A hernia happens when an internal part of the body pushes into an area where it doesn’t belong. Hernias often stem from weak muscles. When this happens in the upper part of your stomach, we call it a paraesophageal hernia. Doctors do not know what causes a paraesophageal hernia. At Mount Sinai, we have extensive experience diagnosing and treating paraesophageal hernias.
If you have this condition, you may experience these symptoms:
- Bleeding
- Chest pain
- Feeling full quickly after eating (early satiety)
- Heartburn
- Nausea and vomiting
- Pain in the middle of your upper abdomen
- Shortness of breath
- Stomach ulcer
If left untreated, a paraesophageal hernia can lead to gangrene.
We use several tests to diagnose paraesophageal hernias, including:
- Barium esophagography: After you swallow a barium pill, we perform X-rays to show us any abnormalities in your stomach or esophagus.
- Esophageal manometry: Inserting a cannula with a pressure probe on the end into your esophagus allows us to see how effective your esophageal muscles work.

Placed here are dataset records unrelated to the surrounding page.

/* This Source Code Form is subject to the terms of the Mozilla Public
 * License, v. 2.0. If a copy of the MPL was not distributed with this
 * file, You can obtain one at http://mozilla.org/MPL/2.0/. */

//! The keyed address and phone number collections of a contact.

use std::io::Write;

use crate::{
    property::{DictionaryEntry, DictionaryProperty, DictionarySchema, SimplePropertyBag},
    types::MailboxType,
    update::{write_indexed_field_uri, PropertyDefinition, ServiceObject},
    xml::{xml_value_enum, EwsXmlReader, EwsXmlWriter, XmlNamespace, XmlValue},
    ComplexProperty, Error, ExchangeServerVersion, PropertyCore,
};

xml_value_enum! {
    /// See <https://learn.microsoft.com/en-us/exchange/client-developer/web-service-reference/entry-emailaddress>
    pub enum EmailAddressKey {
        EmailAddress1 => "EmailAddress1",
        EmailAddress2 => "EmailAddress2",
        EmailAddress3 => "EmailAddress3",
    }
}

xml_value_enum! {
    /// See <https://learn.microsoft.com/en-us/exchange/client-developer/web-service-reference/entry-phonenumber>
    pub enum PhoneNumberKey {
        AssistantPhone => "AssistantPhone",
        BusinessFax => "BusinessFax",
        BusinessPhone => "BusinessPhone",
        BusinessPhone2 => "BusinessPhone2",
        Callback => "Callback",
        CarPhone => "CarPhone",
        CompanyMainPhone => "CompanyMainPhone",
        HomeFax => "HomeFax",
        HomePhone => "HomePhone",
        HomePhone2 => "HomePhone2",
        Isdn => "Isdn",
        MobilePhone => "MobilePhone",
        OtherFax => "OtherFax",
        OtherTelephone => "OtherTelephone",
        Pager => "Pager",
        PrimaryPhone => "PrimaryPhone",
        RadioPhone => "RadioPhone",
        Telex => "Telex",
        TtyTddPhone => "TtyTddPhone",
    }
}

xml_value_enum! {
    /// See <https://learn.microsoft.com/en-us/exchange/client-developer/web-service-reference/entry-physicaladdress>
    pub enum PhysicalAddressKey {
        Home => "Home",
        Business => "Business",
        Other => "Other",
    }
}

xml_value_enum! {
    /// The individually updatable parts of a postal address.
    pub enum PhysicalAddressField {
        Street => "Street",
        City => "City",
        State => "State",
        CountryOrRegion => "CountryOrRegion",
        PostalCode => "PostalCode",
    }
}

impl PhysicalAddressField {
    /// Every field, in schema order.
    pub const ALL: [PhysicalAddressField; 5] = [
        PhysicalAddressField::Street,
        PhysicalAddressField::City,
        PhysicalAddressField::State,
        PhysicalAddressField::CountryOrRegion,
        PhysicalAddressField::PostalCode,
    ];

    fn field_uri(self) -> String {
        format!("contacts:PhysicalAddress:{self}")
    }
}

/// One of the email addresses of a contact.
#[derive(Clone, Debug)]
pub struct EmailAddressEntry {
    core: PropertyCore,
    key: EmailAddressKey,
    address: Option<String>,
    name: Option<String>,
    routing_type: Option<String>,
    mailbox_type: Option<MailboxType>,
}

impl EmailAddressEntry {
    pub fn new(key: EmailAddressKey, address: impl Into<String>) -> Self {
        Self {
            address: Some(address.into()),
            ..Self::empty(key)
        }
    }

    fn empty(key: EmailAddressKey) -> Self {
        Self {
            core: PropertyCore::default(),
            key,
            address: None,
            name: None,
            routing_type: None,
            mailbox_type: None,
        }
    }

    pub fn address(&self) -> Option<&str> {
        self.address.as_deref()
    }

    pub fn set_address(&mut self, address: Option<String>) {
        self.core.set_field(&mut self.address, address);
    }

    pub fn name(&self) -> Option<&str> {
        self.name.as_deref()
    }

    pub fn set_name(&mut self, name: Option<String>) {
        self.core.set_field(&mut self.name, name);
    }

    pub fn routing_type(&self) -> Option<&str> {
        self.routing_type.as_deref()
    }

    pub fn set_routing_type(&mut self, routing_type: Option<String>) {
        self.core.set_field(&mut self.routing_type, routing_type);
    }

    pub fn mailbox_type(&self) -> Option<MailboxType> {
        self.mailbox_type
    }

    pub fn set_mailbox_type(&mut self, mailbox_type: Option<MailboxType>) {
        self.core.set_field(&mut self.mailbox_type, mailbox_type);
    }
}

impl ComplexProperty for EmailAddressEntry {
    fn core(&self) -> &PropertyCore {
        &self.core
    }

    fn read_attributes_from_xml(&mut self, reader: &EwsXmlReader<'_>) -> Result<(), Error> {
        self.name = reader.read_attribute_value("Name")?;
        self.routing_type = reader.read_attribute_value("RoutingType")?;
        self.mailbox_type = reader.read_attribute_value("MailboxType")?;

        Ok(())
    }

    fn read_text_value_from_xml(&mut self, reader: &EwsXmlReader<'_>) -> Result<(), Error> {
        self.address = Some(reader.value().to_owned());
        Ok(())
    }

    fn write_attributes_to_xml<W: Write>(&self, writer: &mut EwsXmlWriter<W>) -> Result<(), Error> {
        self.write_key_attribute(writer)?;

        // Exchange 2007 rejects everything but the key.
        if writer.server_version() > ExchangeServerVersion::Exchange2007_SP1 {
            writer.write_optional_attribute_value("Name", self.name.as_ref())?;
            writer.write_optional_attribute_value("RoutingType", self.routing_type.as_ref())?;
            writer.write_optional_attribute_value("MailboxType", self.mailbox_type.as_ref())?;
        }

        Ok(())
    }

    fn write_elements_to_xml<W: Write>(&self, writer: &mut EwsXmlWriter<W>) -> Result<(), Error> {
        match &self.address {
            Some(address) => writer.write_value(address),
            None => Ok(()),
        }
    }
}

impl DictionaryEntry for EmailAddressEntry {
    type Key = EmailAddressKey;

    fn key(&self) -> &EmailAddressKey {
        &self.key
    }
}

#[derive(Clone, Copy, Debug, Default)]
pub struct EmailAddressDictionarySchema;

impl DictionarySchema for EmailAddressDictionarySchema {
    type Entry = EmailAddressEntry;

    fn field_uri(&self) -> &'static str {
        "contacts:EmailAddress"
    }

    fn create_entry_instance(&self, key: EmailAddressKey) -> EmailAddressEntry {
        EmailAddressEntry::empty(key)
    }
}

/// The email addresses of a contact.
///
/// See <https://learn.microsoft.com/en-us/exchange/client-developer/web-service-reference/emailaddresses>
pub type EmailAddressDictionary = DictionaryProperty<EmailAddressDictionarySchema>;

impl DictionaryProperty<EmailAddressDictionarySchema> {
    /// Sets the address stored under `key`, adding an entry if there is none.
    pub fn set_address(&mut self, key: EmailAddressKey, address: impl Into<String>) -> Result<(), Error> {
        match self.entry_mut(&key) {
            Some(entry) => {
                entry.set_address(Some(address.into()));
                Ok(())
            }
            None => self.add(EmailAddressEntry::new(key, address)),
        }
    }
}

/// One of the phone numbers of a contact.
#[derive(Clone, Debug)]
pub struct PhoneNumberEntry {
    core: PropertyCore,
    key: PhoneNumberKey,
    number: Option<String>,
}

impl PhoneNumberEntry {
    pub fn new(key: PhoneNumberKey, number: impl Into<String>) -> Self {
        Self {
            core: PropertyCore::default(),
            key,
            number: Some(number.into()),
        }
    }

    pub fn number(&self) -> Option<&str> {
        self.number.as_deref()
    }

    pub fn set_number(&mut self, number: Option<String>) {
        self.core.set_field(&mut self.number, number);
    }
}

impl ComplexProperty for PhoneNumberEntry {
    fn core(&self) -> &PropertyCore {
        &self.core
    }

    fn read_text_value_from_xml(&mut self, reader: &EwsXmlReader<'_>) -> Result<(), Error> {
        self.number = Some(reader.value().to_owned());
        Ok(())
    }

    fn write_attributes_to_xml<W: Write>(&self, writer: &mut EwsXmlWriter<W>) -> Result<(), Error> {
        self.write_key_attribute(writer)
    }

    fn write_elements_to_xml<W: Write>(&self, writer: &mut EwsXmlWriter<W>) -> Result<(), Error> {
        match &self.number {
            Some(number) => writer.write_value(number),
            None => Ok(()),
        }
    }
}

impl DictionaryEntry for PhoneNumberEntry {
    type Key = PhoneNumberKey;

    fn key(&self) -> &PhoneNumberKey {
        &self.key
    }
}

#[derive(Clone, Copy, Debug, Default)]
pub struct PhoneNumberDictionarySchema;

impl DictionarySchema for PhoneNumberDictionarySchema {
    type Entry = PhoneNumberEntry;

    fn field_uri(&self) -> &'static str {
        "contacts:PhoneNumber"
    }

    fn create_entry_instance(&self, key: PhoneNumberKey) -> PhoneNumberEntry {
        PhoneNumberEntry {
            core: PropertyCore::default(),
            key,
            number: None,
        }
    }
}

/// The phone numbers of a contact.
///
/// See <https://learn.microsoft.com/en-us/exchange/client-developer/web-service-reference/phonenumbers>
pub type PhoneNumberDictionary = DictionaryProperty<PhoneNumberDictionarySchema>;

/// One of the postal addresses of a contact.
///
/// Each part of the address is tracked on its own, so an update only touches
/// the parts that were edited.
#[derive(Clone, Debug)]
pub struct PhysicalAddressEntry {
    core: PropertyCore,
    key: PhysicalAddressKey,
    fields: SimplePropertyBag<PhysicalAddressField, String>,
}

impl PhysicalAddressEntry {
    pub fn new(key: PhysicalAddressKey) -> Self {
        Self {
            core: PropertyCore::default(),
            key,
            fields: SimplePropertyBag::new(),
        }
    }

    pub fn with_field(mut self, field: PhysicalAddressField, value: impl Into<String>) -> Self {
        self.fields.set(field, Some(value.into()));
        self
    }

    pub fn get(&self, field: PhysicalAddressField) -> Option<&str> {
        self.fields.get(&field).map(String::as_str)
    }

    /// Sets or clears one part of the address.
    pub fn set(&mut self, field: PhysicalAddressField, value: Option<String>) {
        if self.fields.set(field, value) {
            self.changed();
        }
    }

    fn write_field_set_update<W: Write>(
        &self,
        writer: &mut EwsXmlWriter<W>,
        object: &ServiceObject,
        property: &PropertyDefinition,
        field: PhysicalAddressField,
        value: &String,
    ) -> Result<(), Error> {
        writer.write_start_element(XmlNamespace::Types, object.set_field_xml_element_name())?;
        write_indexed_field_uri(writer, &field.field_uri(), self.key.as_str())?;
        writer.write_start_element(XmlNamespace::Types, object.xml_element_name())?;
        writer.write_start_element(XmlNamespace::Types, property.xml_element_name())?;
        writer.write_start_element(XmlNamespace::Types, "Entry")?;
        self.write_key_attribute(writer)?;
        writer.write_element_value(XmlNamespace::Types, field.as_str(), value)?;
        writer.write_end_element()?;
        writer.write_end_element()?;
        writer.write_end_element()?;
        writer.write_end_element()
    }

    fn write_field_delete_update<W: Write>(
        &self,
        writer: &mut EwsXmlWriter<W>,
        object: &ServiceObject,
        field: PhysicalAddressField,
    ) -> Result<(), Error> {
        writer.write_start_element(XmlNamespace::Types, object.delete_field_xml_element_name())?;
        write_indexed_field_uri(writer, &field.field_uri(), self.key.as_str())?;
        writer.write_end_element()
    }
}

impl ComplexProperty for PhysicalAddressEntry {
    fn core(&self) -> &PropertyCore {
        &self.core
    }

    fn try_read_element_from_xml(&mut self, reader: &mut EwsXmlReader<'_>) -> Result<bool, Error> {
        let Ok(field) = PhysicalAddressField::from_xml_str(reader.local_name()) else {
            return Ok(false);
        };

        let value = reader.read_element_value()?;
        self.fields.load(field, value);

        Ok(true)
    }

    fn write_attributes_to_xml<W: Write>(&self, writer: &mut EwsXmlWriter<W>) -> Result<(), Error> {
        self.write_key_attribute(writer)
    }

    fn write_elements_to_xml<W: Write>(&self, writer: &mut EwsXmlWriter<W>) -> Result<(), Error> {
        for field in PhysicalAddressField::ALL {
            writer.write_optional_element_value(
                XmlNamespace::Types,
                field.as_str(),
                self.fields.get(&field),
            )?;
        }

        Ok(())
    }

    /// Writes a `SetField` for each edited part and a `DeleteField` for each
    /// cleared part.
    fn write_set_update_to_xml<W: Write>(
        &self,
        writer: &mut EwsXmlWriter<W>,
        object: &ServiceObject,
        property: &PropertyDefinition,
    ) -> Result<bool, Error> {
        let changed = self
            .fields
            .added_keys()
            .iter()
            .chain(self.fields.modified_keys());

        for &field in changed {
            if let Some(value) = self.fields.get(&field) {
                self.write_field_set_update(writer, object, property, field, value)?;
            }
        }

        for &field in self.fields.removed_keys() {
            self.write_field_delete_update(writer, object, field)?;
        }

        Ok(true)
    }

    /// Deletes every part of the address.
    fn write_delete_update_to_xml<W: Write>(
        &self,
        writer: &mut EwsXmlWriter<W>,
        object: &ServiceObject,
    ) -> Result<bool, Error> {
        for field in PhysicalAddressField::ALL {
            self.write_field_delete_update(writer, object, field)?;
        }

        Ok(true)
    }

    fn clear_change_log(&mut self) {
        self.fields.clear_change_log();
    }
}

impl DictionaryEntry for PhysicalAddressEntry {
    type Key = PhysicalAddressKey;

    fn key(&self) -> &PhysicalAddressKey {
        &self.key
    }
}

#[derive(Clone, Copy, Debug, Default)]
pub struct PhysicalAddressDictionarySchema;

impl DictionarySchema for PhysicalAddressDictionarySchema {
    type Entry = PhysicalAddressEntry;

    fn field_uri(&self) -> &'static str {
        "contacts:PhysicalAddress"
    }

    fn create_entry_instance(&self, key: PhysicalAddressKey) -> PhysicalAddressEntry {
        PhysicalAddressEntry::new(key)
    }
}

/// The postal addresses of a contact.
///
/// See <https://learn.microsoft.com/en-us/exchange/client-developer/web-service-reference/physicaladdresses>
pub type PhysicalAddressDictionary = DictionaryProperty<PhysicalAddressDictionarySchema>;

- pH study: We insert a cannula into your esophagus to measure how much acid is present.
- Upper endoscopy: We insert a thin tube (cannula) into your esophagus with a camera on the end of it. This allows us to see the inside of your esophagus and stomach.
Treatments We Offer
Early intervention is the best way to prevent paraesophageal from progressing to gangrene. Surgery can strengthen the diaphragm and secure the stomach in the abdomen, so it doesn’t move up into the chest. At Mount Sinai, we use a minimally invasive surgery called laparoscopic paraesophageal hernia repair.
We start by making five small incisions in the abdomen. We insert a thin tube (cannula) with a camera on the end into your abdomen to guide the procedure. Then we pull the stomach back down and shore up the hole in the diaphragm to prevent the stomach from moving again. You will probably be able to go home within a day or two after the procedure. We will put you on a liquid diet, then transition to soft foods. You will eventually be able to return to your usual diet. Four weeks later, you should be back to your regular activities. The small incisions will be barely visible several weeks after the operation.
For complex cases, particularly if a repair has failed or a hernia has recurred, we may use open surgery. This involves a longer hospital stay and slower recovery.
Why Mount Sinai
At Mount Sinai, we have highly trained thoracic surgeons who have extensive experience diagnosing and treating paraesophageal hernias. We work as a team with experts throughout the Mount Sinai Health System and the Icahn School of Medicine at Mount Sinai when appropriate. We are here to help.